As explained earlier, the problem of generating the $n$ equations reduces to computing the states of $S_{0\dots i-1}$ H and $S_{0\dots i-1}$ T for all $i$ from $0$ to $n-1$. For any given $i$, it is obvious which state $S_{0\dots i-1}S_i$ corresponds to: it's just state $i+1$. So the only question is what state the string $S_{0\dots i-1}\overline{S_i}$ corresponds to. To compute this efficiently, we will introduce the Longest Prefix-Suffix (LPS) array, which some readers may recognize as the cornerstone of the Knuth-Morris-Pratt (KMP) string searching algorithm. We define $LPS$ to be an integer array of length $n$, where $LPS[i]$ (for $0 \leq i \leq n-1$) represents the length of the longest proper prefix of $S_{0\dots i}$ that is also a suffix of $S_{0\dots i}$ (we will call this a proper prefix-suffix). For example, if $S =$ HHTHHTH, then $LPS = [0, 1, 0, 1, 2, 3, 4]$ because:

• H has length 1, so it has no positive-length proper prefix
• the first character of HH is the last character of HH
• there is no positive-length proper prefix of HHT that is also a suffix
• the first character of HHTH is the last character of HHTH
• the first two characters of HHTHH are the last two characters of HHTHH
• the first three characters of HHTHHT are the last three characters of HHTHHT
• the first four characters of HHTHHTH are the last four characters of HHTHHTH

In addition to $LPS$, we will have three more arrays of length $n$: $LIPS$, $LPSH$, and $LPST$. These arrays are not typically used in the KMP algorithm, but they are useful for solving this problem. We define them as follows. $LIPS[i]$ represents the length of the longest proper prefix-suffix of $S_{0\dots i-1}\overline{S_i}$ (the $I$ stands for "last character inverted"). $LPSH[i]$ represents the length of the longest proper prefix-suffix of $S_{0\dots i}$ that has H as the next character after the prefix, or $-1$ if this does not exist. In other words, for $LPSH[i] \neq -1$ we must have $S_{LPSH[i]} =$ H. Similarly, $LPST[i]$ represents the length of the longest proper prefix-suffix of $S_{0\dots i}$ that has T for the next character after the prefix, or $-1$ if this does not exist. In the example from above ($S =$ HHTHHTH), we have $LIPS = [0, 0, 2, 0, 0, 2, 0]$, $LPSH = [0, 1, 0, 1, 1, 3, 4]$, and $LPST = [-1, -1, -1, -1, 2, -1, -1]$.

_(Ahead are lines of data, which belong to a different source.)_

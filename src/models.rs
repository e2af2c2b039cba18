//! Value types shared by the core, the collaborators and the protocol layer.

use chrono::{DateTime, Utc};
use serde::{Deserialize, Serialize};
use std::collections::BTreeMap;
use std::fmt;

/// Tracklist id: stable identity of a tracklist entry
pub type Tlid = u32;

/// Album metadata attached to a track
#[derive(Debug, Clone, Default, PartialEq, Eq, Serialize, Deserialize)]
pub struct Album {
    pub name: String,
    #[serde(default)]
    pub artists: Vec<String>,
    #[serde(default)]
    pub num_tracks: Option<u32>,
}

/// Immutable track metadata
#[derive(Debug, Clone, Default, PartialEq, Eq, Serialize, Deserialize)]
pub struct Track {
    pub uri: String,
    #[serde(default)]
    pub name: Option<String>,
    #[serde(default)]
    pub artists: Vec<String>,
    #[serde(default)]
    pub album: Option<Album>,
    #[serde(default)]
    pub track_no: Option<u32>,
    /// Length in milliseconds
    #[serde(default)]
    pub length: Option<u64>,
    #[serde(default)]
    pub date: Option<String>,
    #[serde(default)]
    pub genre: Option<String>,
    #[serde(default)]
    pub comment: Option<String>,
    /// Bitrate in kbit/s, only known while playing
    #[serde(default)]
    pub bitrate: Option<u32>,
}

impl Track {
    pub fn new(uri: impl Into<String>) -> Self {
        Self {
            uri: uri.into(),
            ..Default::default()
        }
    }

    pub fn with_name(mut self, name: impl Into<String>) -> Self {
        self.name = Some(name.into());
        self
    }

    pub fn with_artist(mut self, artist: impl Into<String>) -> Self {
        self.artists.push(artist.into());
        self
    }

    pub fn with_album(mut self, album: Album) -> Self {
        self.album = Some(album);
        self
    }

    pub fn with_length(mut self, length_ms: u64) -> Self {
        self.length = Some(length_ms);
        self
    }

    pub fn album_name(&self) -> Option<&str> {
        self.album.as_ref().map(|album| album.name.as_str())
    }
}

/// A track queued in the tracklist
#[derive(Debug, Clone, PartialEq, Eq)]
pub struct TlTrack {
    pub tlid: Tlid,
    pub track: Track,
}

impl TlTrack {
    pub fn new(tlid: Tlid, track: Track) -> Self {
        Self { tlid, track }
    }
}

/// Stored playlist listing entry
#[derive(Debug, Clone, PartialEq, Eq, Serialize, Deserialize)]
pub struct PlaylistSummary {
    pub name: String,
    pub last_modified: DateTime<Utc>,
}

/// Searchable track field
#[derive(Debug, Clone, Copy, PartialEq, Eq, Hash, PartialOrd, Ord)]
pub enum Field {
    Any,
    Artist,
    Album,
    AlbumArtist,
    Title,
    TrackNo,
    Date,
    Genre,
    Uri,
}

impl Field {
    /// Parse a protocol tag name, case-insensitively
    pub fn from_tag(tag: &str) -> Option<Self> {
        match tag.to_ascii_lowercase().as_str() {
            "any" => Some(Field::Any),
            "artist" => Some(Field::Artist),
            "album" => Some(Field::Album),
            "albumartist" => Some(Field::AlbumArtist),
            "title" => Some(Field::Title),
            "track" => Some(Field::TrackNo),
            "date" => Some(Field::Date),
            "genre" => Some(Field::Genre),
            "file" | "filename" => Some(Field::Uri),
            _ => None,
        }
    }

    /// Values of this field on a track
    pub fn values(&self, track: &Track) -> Vec<String> {
        match self {
            Field::Any => [
                Field::Artist,
                Field::Album,
                Field::AlbumArtist,
                Field::Title,
                Field::TrackNo,
                Field::Date,
                Field::Genre,
                Field::Uri,
            ]
            .iter()
            .flat_map(|field| field.values(track))
            .collect(),
            Field::Artist => track.artists.clone(),
            Field::Album => track.album_name().map(str::to_string).into_iter().collect(),
            Field::AlbumArtist => track
                .album
                .as_ref()
                .map(|album| album.artists.clone())
                .unwrap_or_default(),
            Field::Title => track.name.clone().into_iter().collect(),
            Field::TrackNo => track.track_no.map(|n| n.to_string()).into_iter().collect(),
            Field::Date => track.date.clone().into_iter().collect(),
            Field::Genre => track.genre.clone().into_iter().collect(),
            Field::Uri => vec![track.uri.clone()],
        }
    }
}

impl fmt::Display for Field {
    fn fmt(&self, f: &mut fmt::Formatter<'_>) -> fmt::Result {
        let name = match self {
            Field::Any => "any",
            Field::Artist => "artist",
            Field::Album => "album",
            Field::AlbumArtist => "albumartist",
            Field::Title => "title",
            Field::TrackNo => "track",
            Field::Date => "date",
            Field::Genre => "genre",
            Field::Uri => "file",
        };
        f.write_str(name)
    }
}

/// Library query: every field must match one of its values
#[derive(Debug, Clone, Default, PartialEq, Eq)]
pub struct Query {
    terms: BTreeMap<Field, Vec<String>>,
}

impl Query {
    pub fn new() -> Self {
        Self::default()
    }

    pub fn add(&mut self, field: Field, value: impl Into<String>) {
        self.terms.entry(field).or_default().push(value.into());
    }

    pub fn with(mut self, field: Field, value: impl Into<String>) -> Self {
        self.add(field, value);
        self
    }

    pub fn is_empty(&self) -> bool {
        self.terms.is_empty()
    }

    pub fn terms(&self) -> impl Iterator<Item = (&Field, &Vec<String>)> {
        self.terms.iter()
    }

    /// Exact (case-sensitive) match on every term
    pub fn matches_exact(&self, track: &Track) -> bool {
        self.terms.iter().all(|(field, wanted)| {
            let values = field.values(track);
            wanted.iter().all(|w| values.iter().any(|v| v == w))
        })
    }

    /// Case-insensitive substring match on every term
    pub fn matches_substring(&self, track: &Track) -> bool {
        self.terms.iter().all(|(field, wanted)| {
            let values: Vec<String> = field
                .values(track)
                .into_iter()
                .map(|v| v.to_lowercase())
                .collect();
            wanted.iter().all(|w| {
                let w = w.to_lowercase();
                values.iter().any(|v| v.contains(&w))
            })
        })
    }
}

It turns out that we can generate all four of these arrays in linear time using dynamic programming! Here's my C++ code:

Note
//initialize base cases
LIPS[0] = 0;
LPS[0] = 0;
if(S[0] == 'H'){
LPSH[0] = 0;
LPST[0] = -1;
} else {	// S[0] == 'T'
LPSH[0] = -1;
LPST[0] = 0;
}

for(int i=1; i<n; i++){

// set LPS[i] and LIPS[i]
if(S[i] == 'H'){
LPS[i] = LPSH[i-1] + 1;
LIPS[i] = LPST[i-1] + 1;
} else {	// S[i] == 'T'
LPS[i] = LPST[i-1] + 1;
LIPS[i] = LPSH[i-1] + 1;
}

// set LPSH[i] and LPST[i]
if(S[LPS[i]] == 'H'){
LPSH[i] = LPS[i];
LPST[i] = (LPS[i] > 0 ? LPST[LPS[i]-1] : -1);
} else {	// S[LPS[i]] == 'T'
LPST[i] = LPS[i];
LPSH[i] = (LPS[i] > 0 ? LPSH[LPS[i]-1] : -1);
}
}


Let's break down the transitions here. The first observation is that $LPS[i]$ must correspond to a prefix-suffix of $S_{0\dots i}$ that is one longer than a prefix-suffix of $S_{0\dots i-1}$. But it cannot extend just any prefix-suffix of $S_{0\dots i-1}$. It must extend one that agrees with $S_i$ on the next character. If $S_i =$ H, then this is exactly the prefix-suffix that $LPSH[i-1]$ represents, so we set $LPS[i] = LPSH[i-1] + 1$. Otherwise, we set $LPS[i] = LPST[i-1] + 1$. We can determine $LIPS[i]$ similarly -- just imagine $S_i$ is inverted and treat it like $LPS[i]$.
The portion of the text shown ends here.